• TASK BRIEF: Copy the lines below that contain "collect".

Start of Block

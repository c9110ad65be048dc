//! Graveyard themes: the closed set of five background presets.
//!
//! Themes are persisted as their kebab-case id (`"sunset-ridge"`), so the
//! database and the wire never see the enum discriminant.

use serde::{Deserialize, Serialize};

use crate::error::CoreError;

/// How tombstones are placed over a theme's background.
#[derive(Debug, Clone, Copy, PartialEq, Eq, Serialize)]
#[serde(rename_all = "snake_case")]
pub enum LayoutKind {
    /// Fixed named anchor slots, paginated into scenes.
    Anchored,
    /// Reflowing grid, no pagination.
    Grid,
}

#[derive(Debug, Clone, Copy, PartialEq, Eq, Hash, Serialize, Deserialize)]
#[serde(rename_all = "kebab-case")]
pub enum Theme {
    Stillwater,
    Unremembered,
    FinalMeadow,
    SunsetRidge,
    ThundersReach,
}

/// Theme used when none has been chosen or a stored id is unknown.
pub const DEFAULT_THEME: Theme = Theme::Stillwater;

/// Every theme, in picker order.
pub const ALL_THEMES: [Theme; 5] = [
    Theme::Stillwater,
    Theme::Unremembered,
    Theme::FinalMeadow,
    Theme::SunsetRidge,
    Theme::ThundersReach,
];

/// Fallback graveyard title when neither a custom name nor a theme resolves.
pub const FALLBACK_GRAVEYARD_NAME: &str = "My Graveyard";

impl Theme {
    /// Parse a stored theme id. Returns `None` for unknown ids.
    pub fn from_id(id: &str) -> Option<Self> {
        ALL_THEMES.into_iter().find(|t| t.id() == id)
    }

    /// Resolve a stored id, falling back to [`DEFAULT_THEME`].
    pub fn resolve(id: Option<&str>) -> Self {
        id.and_then(Self::from_id).unwrap_or(DEFAULT_THEME)
    }

    pub fn id(self) -> &'static str {
        match self {
            Self::Stillwater => "stillwater",
            Self::Unremembered => "unremembered",
            Self::FinalMeadow => "final-meadow",
            Self::SunsetRidge => "sunset-ridge",
            Self::ThundersReach => "thunders-reach",
        }
    }

    /// Default title shown when a graveyard has no custom name.
    pub fn display_name(self) -> &'static str {
        match self {
            Self::Stillwater => "Stillwater Grounds",
            Self::Unremembered => "Unremembered Grove",
            Self::FinalMeadow => "Final Meadow",
            Self::SunsetRidge => "Sunset Ridge",
            Self::ThundersReach => "Thunder's Reach",
        }
    }

    /// Path of the background asset served by the frontend.
    pub fn background_asset(self) -> &'static str {
        match self {
            Self::Stillwater => "/graveyarddesign1.gif",
            Self::Unremembered => "/graveyarddesign2.gif",
            Self::FinalMeadow => "/graveyarddesign3.gif",
            Self::SunsetRidge => "/graveyarddesign4.gif",
            Self::ThundersReach => "/graveyarddesign5.gif",
        }
    }

    pub fn layout(self) -> LayoutKind {
        match self {
            Self::Stillwater => LayoutKind::Anchored,
            _ => LayoutKind::Grid,
        }
    }
}

/// Serializable catalog entry for a theme.
#[derive(Debug, Clone, Serialize)]
pub struct ThemeInfo {
    pub id: &'static str,
    pub name: &'static str,
    pub background: &'static str,
    pub layout: LayoutKind,
}

impl From<Theme> for ThemeInfo {
    fn from(theme: Theme) -> Self {
        Self {
            id: theme.id(),
            name: theme.display_name(),
            background: theme.background_asset(),
            layout: theme.layout(),
        }
    }
}

/// The full theme catalog in picker order.
pub fn catalog() -> Vec<ThemeInfo> {
    ALL_THEMES.into_iter().map(ThemeInfo::from).collect()
}

/// Validate a theme id supplied by a caller.
pub fn validate_theme_id(id: &str) -> Result<Theme, CoreError> {
    Theme::from_id(id).ok_or_else(|| {
        let known: Vec<&str> = ALL_THEMES.iter().map(|t| t.id()).collect();
        CoreError::Validation(format!(
            "Unknown theme '{id}'. Expected one of: {}",
            known.join(", ")
        ))
    })
}

/// Title shown above a graveyard scene.
///
/// A non-blank custom name wins; otherwise the theme's display name.
pub fn graveyard_title(custom_name: Option<&str>, theme_id: Option<&str>) -> String {
    if let Some(name) = custom_name.map(str::trim).filter(|n| !n.is_empty()) {
        return name.to_string();
    }
    match theme_id.and_then(Theme::from_id) {
        Some(theme) => theme.display_name().to_string(),
        None => FALLBACK_GRAVEYARD_NAME.to_string(),
    }
}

End of Block

• FINISHED TASK:
    ALL_THEMES.into_iter().map(ThemeInfo::from).collect()
        let known: Vec<&str> = ALL_THEMES.iter().map(|t| t.id()).collect();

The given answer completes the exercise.